* _WORK REQUIRED_
Copy exactly the lines of the data below that run from the line holding "for id in order" through the line holding "let changed = reordered", both ends included.

* _TASK INPUTS_
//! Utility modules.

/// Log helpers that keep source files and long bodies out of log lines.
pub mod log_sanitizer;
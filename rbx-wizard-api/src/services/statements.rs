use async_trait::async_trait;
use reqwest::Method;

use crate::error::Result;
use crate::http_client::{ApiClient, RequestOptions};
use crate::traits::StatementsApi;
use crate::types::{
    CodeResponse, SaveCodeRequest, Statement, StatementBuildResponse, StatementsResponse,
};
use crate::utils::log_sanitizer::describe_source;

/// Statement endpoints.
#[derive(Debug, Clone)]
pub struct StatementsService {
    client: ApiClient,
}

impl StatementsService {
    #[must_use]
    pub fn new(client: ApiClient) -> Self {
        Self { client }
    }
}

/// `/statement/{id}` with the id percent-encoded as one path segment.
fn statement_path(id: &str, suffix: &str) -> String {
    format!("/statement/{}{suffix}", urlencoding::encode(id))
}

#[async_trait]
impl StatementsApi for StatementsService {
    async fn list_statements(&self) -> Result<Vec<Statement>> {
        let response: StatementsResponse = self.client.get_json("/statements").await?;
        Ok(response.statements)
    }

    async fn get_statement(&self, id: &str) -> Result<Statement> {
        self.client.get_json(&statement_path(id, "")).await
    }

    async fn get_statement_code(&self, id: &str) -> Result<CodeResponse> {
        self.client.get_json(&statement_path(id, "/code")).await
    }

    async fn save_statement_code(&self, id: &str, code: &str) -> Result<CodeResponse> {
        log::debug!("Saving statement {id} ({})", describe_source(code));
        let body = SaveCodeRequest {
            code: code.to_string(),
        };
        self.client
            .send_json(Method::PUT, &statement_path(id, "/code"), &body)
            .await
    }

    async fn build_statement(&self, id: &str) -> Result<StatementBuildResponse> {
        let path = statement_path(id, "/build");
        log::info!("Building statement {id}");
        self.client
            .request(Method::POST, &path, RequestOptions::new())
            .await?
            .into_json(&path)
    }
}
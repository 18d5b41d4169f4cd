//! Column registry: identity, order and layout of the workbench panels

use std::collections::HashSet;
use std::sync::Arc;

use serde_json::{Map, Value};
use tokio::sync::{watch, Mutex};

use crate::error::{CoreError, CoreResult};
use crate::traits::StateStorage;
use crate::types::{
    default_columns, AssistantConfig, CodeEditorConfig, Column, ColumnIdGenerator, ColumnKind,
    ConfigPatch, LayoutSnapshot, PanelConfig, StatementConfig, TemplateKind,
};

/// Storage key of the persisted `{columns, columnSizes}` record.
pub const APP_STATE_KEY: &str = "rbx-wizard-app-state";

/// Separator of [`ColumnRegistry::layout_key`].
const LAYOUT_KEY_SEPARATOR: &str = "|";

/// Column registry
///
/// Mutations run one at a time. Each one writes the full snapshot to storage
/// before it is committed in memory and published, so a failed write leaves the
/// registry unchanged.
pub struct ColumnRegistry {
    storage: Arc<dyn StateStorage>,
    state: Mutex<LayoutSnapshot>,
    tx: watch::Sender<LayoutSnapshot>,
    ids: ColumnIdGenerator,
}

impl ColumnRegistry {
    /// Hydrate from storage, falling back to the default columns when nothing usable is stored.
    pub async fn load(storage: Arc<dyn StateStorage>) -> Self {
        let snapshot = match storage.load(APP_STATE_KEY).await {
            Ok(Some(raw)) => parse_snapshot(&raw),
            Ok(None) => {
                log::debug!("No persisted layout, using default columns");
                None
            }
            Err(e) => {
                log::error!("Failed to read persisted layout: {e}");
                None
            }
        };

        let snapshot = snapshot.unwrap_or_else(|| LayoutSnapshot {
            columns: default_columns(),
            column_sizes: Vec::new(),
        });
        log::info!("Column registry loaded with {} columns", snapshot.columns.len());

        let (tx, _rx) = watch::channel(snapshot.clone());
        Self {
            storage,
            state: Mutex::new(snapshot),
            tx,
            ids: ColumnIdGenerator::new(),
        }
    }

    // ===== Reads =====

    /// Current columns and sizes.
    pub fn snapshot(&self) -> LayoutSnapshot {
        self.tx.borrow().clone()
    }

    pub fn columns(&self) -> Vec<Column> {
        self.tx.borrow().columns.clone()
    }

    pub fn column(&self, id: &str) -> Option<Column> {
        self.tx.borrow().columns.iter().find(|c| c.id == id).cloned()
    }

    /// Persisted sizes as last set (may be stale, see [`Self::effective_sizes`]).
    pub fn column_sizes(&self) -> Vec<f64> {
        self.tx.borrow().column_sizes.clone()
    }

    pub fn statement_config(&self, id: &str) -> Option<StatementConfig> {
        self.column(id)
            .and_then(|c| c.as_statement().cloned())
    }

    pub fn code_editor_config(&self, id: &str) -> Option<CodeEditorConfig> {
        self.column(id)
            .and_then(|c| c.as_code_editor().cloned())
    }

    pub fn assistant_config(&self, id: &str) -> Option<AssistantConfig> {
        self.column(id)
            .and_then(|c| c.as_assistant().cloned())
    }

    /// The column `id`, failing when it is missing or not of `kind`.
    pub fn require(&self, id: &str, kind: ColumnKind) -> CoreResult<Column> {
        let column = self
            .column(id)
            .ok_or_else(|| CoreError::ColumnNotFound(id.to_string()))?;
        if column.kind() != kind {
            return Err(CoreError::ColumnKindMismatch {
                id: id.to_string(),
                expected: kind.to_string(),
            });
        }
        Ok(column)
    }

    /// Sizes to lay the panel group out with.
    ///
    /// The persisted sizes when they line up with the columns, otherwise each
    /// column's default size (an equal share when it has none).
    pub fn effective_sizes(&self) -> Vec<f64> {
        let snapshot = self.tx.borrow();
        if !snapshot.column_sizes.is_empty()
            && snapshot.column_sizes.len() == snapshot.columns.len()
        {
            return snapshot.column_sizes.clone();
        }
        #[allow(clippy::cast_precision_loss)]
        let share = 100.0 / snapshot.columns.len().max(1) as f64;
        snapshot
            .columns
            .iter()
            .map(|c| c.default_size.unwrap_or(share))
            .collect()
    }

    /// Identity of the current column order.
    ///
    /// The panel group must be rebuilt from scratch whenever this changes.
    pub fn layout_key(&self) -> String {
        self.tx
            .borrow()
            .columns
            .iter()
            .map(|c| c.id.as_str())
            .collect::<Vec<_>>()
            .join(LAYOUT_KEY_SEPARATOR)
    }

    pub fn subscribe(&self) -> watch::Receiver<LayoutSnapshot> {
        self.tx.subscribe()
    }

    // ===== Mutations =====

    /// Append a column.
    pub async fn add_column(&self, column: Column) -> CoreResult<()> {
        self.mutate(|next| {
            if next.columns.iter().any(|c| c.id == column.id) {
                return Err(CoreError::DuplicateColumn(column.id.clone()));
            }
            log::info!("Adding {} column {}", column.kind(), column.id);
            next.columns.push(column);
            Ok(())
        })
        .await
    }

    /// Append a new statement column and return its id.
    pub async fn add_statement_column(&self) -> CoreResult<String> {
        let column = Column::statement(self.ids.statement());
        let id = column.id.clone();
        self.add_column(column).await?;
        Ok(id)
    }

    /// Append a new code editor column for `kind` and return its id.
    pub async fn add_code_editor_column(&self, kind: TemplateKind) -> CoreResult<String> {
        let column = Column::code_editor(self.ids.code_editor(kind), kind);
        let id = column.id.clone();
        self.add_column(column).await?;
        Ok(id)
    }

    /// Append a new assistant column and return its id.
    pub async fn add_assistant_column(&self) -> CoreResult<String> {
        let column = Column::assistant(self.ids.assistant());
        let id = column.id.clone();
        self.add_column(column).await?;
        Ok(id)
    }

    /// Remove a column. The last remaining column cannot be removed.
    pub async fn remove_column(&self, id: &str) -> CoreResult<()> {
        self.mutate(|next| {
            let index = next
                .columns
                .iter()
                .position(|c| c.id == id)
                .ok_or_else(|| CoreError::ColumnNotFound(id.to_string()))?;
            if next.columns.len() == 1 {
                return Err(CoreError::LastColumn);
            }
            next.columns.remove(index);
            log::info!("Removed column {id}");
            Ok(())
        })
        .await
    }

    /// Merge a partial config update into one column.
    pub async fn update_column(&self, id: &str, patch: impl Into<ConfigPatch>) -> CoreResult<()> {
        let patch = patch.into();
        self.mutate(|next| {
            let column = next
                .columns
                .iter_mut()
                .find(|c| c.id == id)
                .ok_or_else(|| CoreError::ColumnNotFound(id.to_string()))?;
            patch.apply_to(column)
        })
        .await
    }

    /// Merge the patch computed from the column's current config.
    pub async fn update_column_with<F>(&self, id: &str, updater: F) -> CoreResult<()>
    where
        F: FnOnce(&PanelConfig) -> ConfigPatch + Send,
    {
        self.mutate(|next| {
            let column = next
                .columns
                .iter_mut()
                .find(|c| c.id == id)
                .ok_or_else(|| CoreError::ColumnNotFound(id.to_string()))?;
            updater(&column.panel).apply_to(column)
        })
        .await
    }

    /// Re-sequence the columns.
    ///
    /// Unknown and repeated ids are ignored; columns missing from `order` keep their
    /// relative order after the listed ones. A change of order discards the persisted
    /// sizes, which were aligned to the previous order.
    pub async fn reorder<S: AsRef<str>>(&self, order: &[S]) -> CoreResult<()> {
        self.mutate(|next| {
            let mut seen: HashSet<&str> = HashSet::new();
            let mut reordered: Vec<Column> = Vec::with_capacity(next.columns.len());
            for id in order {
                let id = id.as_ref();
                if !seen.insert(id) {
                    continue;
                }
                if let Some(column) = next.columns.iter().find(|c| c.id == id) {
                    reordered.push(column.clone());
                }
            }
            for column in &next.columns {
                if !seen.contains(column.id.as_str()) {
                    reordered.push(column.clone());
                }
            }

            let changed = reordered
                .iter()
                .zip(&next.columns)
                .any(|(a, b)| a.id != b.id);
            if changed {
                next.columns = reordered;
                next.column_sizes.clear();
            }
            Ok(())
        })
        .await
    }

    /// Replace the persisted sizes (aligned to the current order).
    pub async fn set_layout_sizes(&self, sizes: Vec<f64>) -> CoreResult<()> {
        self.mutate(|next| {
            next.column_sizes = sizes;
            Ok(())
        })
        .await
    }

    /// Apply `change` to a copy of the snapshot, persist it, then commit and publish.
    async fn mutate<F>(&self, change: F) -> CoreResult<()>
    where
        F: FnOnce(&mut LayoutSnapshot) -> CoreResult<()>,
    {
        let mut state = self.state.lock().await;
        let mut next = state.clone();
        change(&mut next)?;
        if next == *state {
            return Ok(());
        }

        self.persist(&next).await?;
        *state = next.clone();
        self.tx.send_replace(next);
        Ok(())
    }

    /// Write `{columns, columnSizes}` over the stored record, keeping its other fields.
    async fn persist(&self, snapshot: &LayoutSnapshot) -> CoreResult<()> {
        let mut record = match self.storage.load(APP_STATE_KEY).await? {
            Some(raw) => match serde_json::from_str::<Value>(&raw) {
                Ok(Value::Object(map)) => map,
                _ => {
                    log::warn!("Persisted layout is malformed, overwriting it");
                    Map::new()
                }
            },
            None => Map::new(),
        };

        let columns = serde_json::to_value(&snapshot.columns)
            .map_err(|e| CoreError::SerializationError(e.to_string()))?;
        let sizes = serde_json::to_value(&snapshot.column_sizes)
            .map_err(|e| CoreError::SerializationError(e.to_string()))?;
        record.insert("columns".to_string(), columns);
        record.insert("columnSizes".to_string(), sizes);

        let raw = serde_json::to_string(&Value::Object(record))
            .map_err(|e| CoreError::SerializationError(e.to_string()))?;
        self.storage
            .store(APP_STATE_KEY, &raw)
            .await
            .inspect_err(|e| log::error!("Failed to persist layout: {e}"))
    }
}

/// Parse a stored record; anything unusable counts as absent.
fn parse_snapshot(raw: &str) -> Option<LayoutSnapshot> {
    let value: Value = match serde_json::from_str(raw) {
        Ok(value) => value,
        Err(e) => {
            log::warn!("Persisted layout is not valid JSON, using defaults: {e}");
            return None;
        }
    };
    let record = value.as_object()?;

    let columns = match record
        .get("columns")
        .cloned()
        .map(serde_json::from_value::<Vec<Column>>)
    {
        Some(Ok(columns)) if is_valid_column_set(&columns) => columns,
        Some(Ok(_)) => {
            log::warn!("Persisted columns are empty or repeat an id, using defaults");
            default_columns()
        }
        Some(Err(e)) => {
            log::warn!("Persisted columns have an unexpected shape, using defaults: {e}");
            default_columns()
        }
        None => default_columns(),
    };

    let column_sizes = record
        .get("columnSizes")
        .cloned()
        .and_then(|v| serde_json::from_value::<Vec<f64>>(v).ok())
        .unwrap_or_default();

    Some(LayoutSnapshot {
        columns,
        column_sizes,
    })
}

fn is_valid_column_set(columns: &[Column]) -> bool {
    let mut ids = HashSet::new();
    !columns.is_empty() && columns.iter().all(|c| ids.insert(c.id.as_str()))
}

* _COMPLETED EXERCISE_
            for id in order {
                let id = id.as_ref();
                if !seen.insert(id) {
                    continue;
                }
                if let Some(column) = next.columns.iter().find(|c| c.id == id) {
                    reordered.push(column.clone());
                }
            }
            for column in &next.columns {
                if !seen.contains(column.id.as_str()) {
                    reordered.push(column.clone());
                }
            }

            let changed = reordered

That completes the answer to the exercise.